On Learning: 2014 book list

During the course of my MFA program at Pacific University I had to keep track of the books I was reading for my Official Reading List, and, after graduation, the sense of accomplishment of simply having managed to continue to read books has made post-graduation writing life seem more productive. Before grad school, I was a haphazard reader, and I hated reading more than one book at once. In the months since graduating, I’ve read more voraciously than I ever have, greeting each book with the question, “What can I learn from you?” In fact, preparing this list for this post made me pay attention to the kinds of books and authors I read this year, made me think more critically about who and what I want to read. (And now, in the aftermath of some Christmas generosity, I need to find more bookshelves to house the growing stacks of books in Read This Next piles.)

So, here’s the list of books I read in 2014! The list doesn’t include the book I’m in the middle of reading (Julie Andrews’s Home, Douglas Adams’s Hitchhiker’s Guide to the Galaxy, and Jane Smiley’s A Thousand Acres), and it doesn’t include craft books I read during my last semester at Pacific. Some of the post-graduation titles will be obvious (no HP on my reading list), and some of these books I revisited like old friends (Jane Eyre is high on that list). My favorites are starred.

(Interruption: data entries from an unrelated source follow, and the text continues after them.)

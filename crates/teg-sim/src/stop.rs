//! Stop conditions, checked once per loop iteration before dispatch.
//!
//! Cancellation of a run is cooperative only: conditions are evaluated
//! between events, never mid-event.

use std::sync::Arc;

use teg_core::{SimTime, VertexId};
use teg_expr::Expr;

use crate::context::RunContext;
use crate::error::{SimError, SimResult};

/// One reason to end a run early.  Any satisfied condition stops the run.
pub enum StopCondition {
    /// Stop once the clock has reached this time.
    MaxClock(f64),

    /// Stop once this many events have been dispatched in total.
    MaxEvents(u64),

    /// Stop once a particular vertex has dispatched this many times.
    MaxCountOf { vertex: VertexId, count: u64 },

    /// Stop once an arbitrary boolean expression over the live state holds.
    Expression(Arc<Expr>),
}

impl StopCondition {
    /// Evaluate this condition against the run's current state.
    pub(crate) fn satisfied(
        &self,
        clock:      SimTime,
        dispatched: u64,
        counts:     &[u64],
        ctx:        &mut RunContext,
    ) -> SimResult<bool> {
        match self {
            StopCondition::MaxClock(max) => Ok(clock >= SimTime(*max)),
            StopCondition::MaxEvents(max) => Ok(dispatched >= *max),
            StopCondition::MaxCountOf { vertex, count } => {
                Ok(counts[vertex.index()] >= *count)
            }
            StopCondition::Expression(expr) => {
                let value = expr
                    .evaluate(ctx)
                    .map_err(|source| SimError::StopEval { source })?;
                value.truthy().map_err(|source| SimError::StopEval {
                    source: teg_expr::ExprError::Value {
                        node: expr.to_string(),
                        source,
                    },
                })
            }
        }
    }
}
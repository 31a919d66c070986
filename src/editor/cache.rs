// ==========================================
// 间接成本配置系统 - 客户端实体缓存
// ==========================================
// 策略: 写入总是整体替换 (不做部分合并)
// 键: 工厂列表单独一项；工序列表按 plant_id
// ==========================================

use std::collections::HashMap;

use crate::api::dto::{OperationDto, PlantDto};

#[derive(Debug, Default)]
pub struct EntityCache {
    plants: Option<Vec<PlantDto>>,
    operations_by_plant: HashMap<String, Vec<OperationDto>>,
}

impl EntityCache {
    pub fn new() -> Self {
        Self::default()
    }

    pub fn plants(&self) -> Option<&[PlantDto]> {
        self.plants.as_deref()
    }

    pub fn put_plants(&mut self, plants: Vec<PlantDto>) {
        self.plants = Some(plants);
    }

    pub fn operations(&self, plant_id: &str) -> Option<&[OperationDto]> {
        self.operations_by_plant.get(plant_id).map(Vec::as_slice)
    }

    /// 以新结果整体替换该工厂的工序列表
    pub fn put_operations(&mut self, plant_id: &str, operations: Vec<OperationDto>) {
        self.operations_by_plant
            .insert(plant_id.to_string(), operations);
    }

    pub fn invalidate(&mut self, plant_id: &str) {
        self.operations_by_plant.remove(plant_id);
    }
}
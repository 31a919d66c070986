// ==========================================
// API集成测试辅助工具
// ==========================================
// 职责: 提供API层/编辑器集成测试的通用环境
// ==========================================

#[path = "../test_helpers.rs"]
mod test_helpers;

use tempfile::NamedTempFile;

use indirect_costs::api::{CostInput, CreateOperationInput, CreatePlantInput, OperationDto, PlantDto};
use indirect_costs::app::AppState;
use indirect_costs::domain::VolumeRange;
use indirect_costs::editor::CostEditor;

// ==========================================
// API测试环境
// ==========================================

/// API测试环境
///
/// 基于临时数据库文件的完整 AppState
pub struct ApiTestEnv {
    pub db_path: String,
    pub state: AppState,

    // 临时文件（确保生命周期）
    _temp_file: NamedTempFile,
}

impl ApiTestEnv {
    /// 创建新的API测试环境
    pub fn new() -> Result<Self, String> {
        let (temp_file, db_path) = test_helpers::create_test_db()
            .map_err(|e| format!("创建测试数据库失败: {}", e))?;
        let state = AppState::new(db_path.clone())?;

        Ok(Self {
            db_path,
            state,
            _temp_file: temp_file,
        })
    }

    /// 创建工厂
    pub fn create_plant(&self, name: &str, code: &str) -> PlantDto {
        self.state
            .plant_api
            .create_plant(CreatePlantInput {
                name: name.to_string(),
                code: code.to_string(),
                description: None,
            })
            .expect("创建工厂失败")
    }

    /// 创建工序（8 个区间统一成本）
    pub fn create_operation(&self, plant_id: &str, name: &str, cost: f64) -> OperationDto {
        self.state
            .operation_api
            .create_operation(CreateOperationInput {
                name: name.to_string(),
                description: None,
                plant_id: plant_id.to_string(),
                costs: Some(uniform_costs(cost)),
            })
            .expect("创建工序失败")
    }

    /// 基于进程内网关的编辑器
    pub fn editor(&self) -> CostEditor {
        self.state.editor()
    }

    pub fn open_connection(&self) -> rusqlite::Connection {
        test_helpers::open_test_connection(&self.db_path).expect("无法打开测试数据库")
    }

    pub fn count_rows(&self, table: &str) -> i64 {
        test_helpers::count_rows(&self.open_connection(), table).expect("统计失败")
    }
}

/// 8 个区间统一成本
pub fn uniform_costs(cost: f64) -> Vec<CostInput> {
    VolumeRange::ALL
        .iter()
        .map(|range| CostInput {
            volume_range: *range,
            cost,
        })
        .collect()
}

/// 从工序 DTO 取某区间成本（缺失为 None）
pub fn wire_cost(operation: &OperationDto, range: VolumeRange) -> Option<f64> {
    operation
        .costs
        .iter()
        .find(|c| c.volume_range == range)
        .and_then(|c| c.cost.parse::<f64>().ok())
}
// ==========================================
// Mock 网关实现 - 用于编辑器测试
// ==========================================
// 行为: 内存中的工厂/工序存储，记录每次调用，可按规则注入失败
// ==========================================

use std::collections::HashMap;
use std::sync::Mutex;

use async_trait::async_trait;

use indirect_costs::api::{
    CostInput, CreateOperationInput, IndirectCostDto, OperationDto, PlantDto, RemovedDto,
    UpdateOperationInput,
};
use indirect_costs::domain::VolumeRange;
use indirect_costs::editor::{CostGateway, GatewayError, GatewayResult};

/// 记录的网关调用
#[derive(Debug, Clone, PartialEq)]
pub enum GatewayCall {
    ListPlants,
    OperationsByPlant(String),
    Create(CreateOperationInput),
    Update(UpdateOperationInput),
    Remove(String),
}

/// 失败注入规则
#[derive(Debug, Clone, PartialEq, Eq)]
pub enum FailRule {
    CreateNamed(String),
    UpdateOf(String),
    RemoveOf(String),
    Fetch,
}

#[derive(Default)]
struct Inner {
    plants: Vec<PlantDto>,
    operations: HashMap<String, Vec<OperationDto>>,
    calls: Vec<GatewayCall>,
    fail_rules: Vec<FailRule>,
    next_id: u64,
}

#[derive(Default)]
pub struct MockGateway {
    inner: Mutex<Inner>,
}

impl MockGateway {
    pub fn new() -> Self {
        Self::default()
    }

    pub fn with_plant(self, id: &str, name: &str, code: &str) -> Self {
        self.inner.lock().unwrap().plants.push(PlantDto {
            id: id.to_string(),
            name: name.to_string(),
            code: code.to_string(),
            description: None,
            created_at: String::new(),
            updated_at: String::new(),
        });
        self
    }

    /// 预置工序（8 区间成本全部为 cost）
    pub fn with_operation(self, plant_id: &str, id: &str, name: &str, cost: f64) -> Self {
        let costs = VolumeRange::ALL
            .iter()
            .map(|range| CostInput {
                volume_range: *range,
                cost,
            })
            .collect::<Vec<_>>();
        let operation = build_operation(id, name, plant_id, &costs);
        self.inner
            .lock()
            .unwrap()
            .operations
            .entry(plant_id.to_string())
            .or_default()
            .push(operation);
        self
    }

    pub fn fail_on(&self, rule: FailRule) {
        self.inner.lock().unwrap().fail_rules.push(rule);
    }

    pub fn clear_failures(&self) {
        self.inner.lock().unwrap().fail_rules.clear();
    }

    pub fn calls(&self) -> Vec<GatewayCall> {
        self.inner.lock().unwrap().calls.clone()
    }

    /// 只保留变更类调用
    pub fn mutations(&self) -> Vec<GatewayCall> {
        self.calls()
            .into_iter()
            .filter(|c| {
                matches!(
                    c,
                    GatewayCall::Create(_) | GatewayCall::Update(_) | GatewayCall::Remove(_)
                )
            })
            .collect()
    }

    pub fn clear_calls(&self) {
        self.inner.lock().unwrap().calls.clear();
    }

    pub fn server_operations(&self, plant_id: &str) -> Vec<OperationDto> {
        self.inner
            .lock()
            .unwrap()
            .operations
            .get(plant_id)
            .cloned()
            .unwrap_or_default()
    }
}

#[async_trait]
impl CostGateway for MockGateway {
    async fn list_plants(&self) -> GatewayResult<Vec<PlantDto>> {
        let mut inner = self.inner.lock().unwrap();
        inner.calls.push(GatewayCall::ListPlants);
        Ok(inner.plants.clone())
    }

    async fn operations_by_plant(&self, plant_id: &str) -> GatewayResult<Vec<OperationDto>> {
        let mut inner = self.inner.lock().unwrap();
        inner
            .calls
            .push(GatewayCall::OperationsByPlant(plant_id.to_string()));
        if inner.fail_rules.contains(&FailRule::Fetch) {
            return Err(GatewayError::Transport("network down".to_string()));
        }
        let mut operations = inner.operations.get(plant_id).cloned().unwrap_or_default();
        operations.sort_by(|a, b| a.name.cmp(&b.name));
        Ok(operations)
    }

    async fn create_operation(&self, input: CreateOperationInput) -> GatewayResult<OperationDto> {
        let mut inner = self.inner.lock().unwrap();
        inner.calls.push(GatewayCall::Create(input.clone()));
        if inner
            .fail_rules
            .contains(&FailRule::CreateNamed(input.name.clone()))
        {
            return Err(GatewayError::Rejected(format!("create {} rejected", input.name)));
        }

        inner.next_id += 1;
        let id = format!("srv-{}", inner.next_id);
        let operation = build_operation(
            &id,
            &input.name,
            &input.plant_id,
            input.costs.as_deref().unwrap_or_default(),
        );
        inner
            .operations
            .entry(input.plant_id.clone())
            .or_default()
            .push(operation.clone());
        Ok(operation)
    }

    async fn update_operation(&self, input: UpdateOperationInput) -> GatewayResult<OperationDto> {
        let mut inner = self.inner.lock().unwrap();
        inner.calls.push(GatewayCall::Update(input.clone()));
        if inner.fail_rules.contains(&FailRule::UpdateOf(input.id.clone())) {
            return Err(GatewayError::Transport(format!("update {} failed", input.id)));
        }

        let operation = inner
            .operations
            .values_mut()
            .flat_map(|ops| ops.iter_mut())
            .find(|op| op.id == input.id)
            .ok_or_else(|| GatewayError::NotFound(input.id.clone()))?;

        if let Some(name) = &input.name {
            operation.name = name.clone();
        }
        for cost in input.costs.as_deref().unwrap_or_default() {
            match operation
                .costs
                .iter_mut()
                .find(|c| c.volume_range == cost.volume_range)
            {
                Some(existing) => existing.cost = cost.cost.to_string(),
                None => operation.costs.push(build_cost(&input.id, cost)),
            }
        }
        Ok(operation.clone())
    }

    async fn remove_operation(&self, operation_id: &str) -> GatewayResult<RemovedDto> {
        let mut inner = self.inner.lock().unwrap();
        inner.calls.push(GatewayCall::Remove(operation_id.to_string()));
        if inner
            .fail_rules
            .contains(&FailRule::RemoveOf(operation_id.to_string()))
        {
            return Err(GatewayError::Transport(format!("remove {} failed", operation_id)));
        }

        let mut removed = false;
        for ops in inner.operations.values_mut() {
            let before = ops.len();
            ops.retain(|op| op.id != operation_id);
            removed |= ops.len() != before;
        }
        if !removed {
            return Err(GatewayError::NotFound(operation_id.to_string()));
        }
        Ok(RemovedDto {
            id: operation_id.to_string(),
        })
    }
}

fn build_operation(id: &str, name: &str, plant_id: &str, costs: &[CostInput]) -> OperationDto {
    OperationDto {
        id: id.to_string(),
        name: name.to_string(),
        description: None,
        plant_id: plant_id.to_string(),
        costs: costs.iter().map(|c| build_cost(id, c)).collect(),
        created_at: String::new(),
        updated_at: String::new(),
    }
}

fn build_cost(operation_id: &str, cost: &CostInput) -> IndirectCostDto {
    IndirectCostDto {
        id: format!("{}-{}", operation_id, cost.volume_range.as_str()),
        operation_id: operation_id.to_string(),
        volume_range: cost.volume_range,
        cost: cost.cost.to_string(),
        created_at: String::new(),
        updated_at: String::new(),
    }
}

  1. Life After Life, Kate Atkinson *
  2. No One is Here Except All of Us, Ramona Ausubel
  3. Levels of Life, Julian Barnes
  4. Miss Fuller, April Bernard
  5. Tell the Wolves I’m Home, Carol Rifka Brunt
  6. The Amazing Adventures of Kavalier and Clay, Michael Chabon *
  7. The Big Sleep, Raymond Chandler
  8. Ralph S. Mouse, Beverly Cleary
  9. The Witches, Roald Dahl
  10. The Collected Stories of Lydia Davis, Lydia Davis *
  11. The World of a Few Minutes Ago, Jack Driscoll *
  12. The Painted Drum, Louise Erdrich
  13. Blood, Bones and Butter, Gabrielle Hamilton *
  14. Coraline, Neil Gaiman
  15. Stardust, Neil Gaiman *
  16. The Killings at Badgers Drift, Caroline Graham
  17. The Magicians, Lev Grossman
  18. The Curious Incident of the Dog in the Night Time, Mark Haddon *
  19. Tinkers, Paul Harding *
  20. The Obituary Writer, Ann Hood *
  21. The Blessings, Elise Juska *
  22. Little Century, Anna Keesey *
  23. The Bean Trees, Barbara Kingsolver
  24. Haussmann, or The Distinction, Paul Lafarge
  25. A Grief Observed, C. S. Lewis
  26. The Good Lord Bird, James McBride *
  27. The Collected Stories, Grace Paley
  28. Here Lies The Librarian, Richard Peck
  29. Still Life, Louise Penny
  30. The Shipping News, Annie Proulx *
  31. Harry Potter and the Chamber of Secrets, JK Rowling
  32. Harry Potter and the Order of the Phoenix, JK Rowling
  33. The Tales of Beedle the Bard, JK Rowling
  34. Wonderstruck, Brian Selznick *
  35. The Cailiffs of Baghdad, Georgia, Mary Helen Stefaniak *
  36. The Cailiffs of Baghdad, Georgia, Mary Helen Stefaniak (I really did read this twice. Completely, utterly worth reading over and over again.)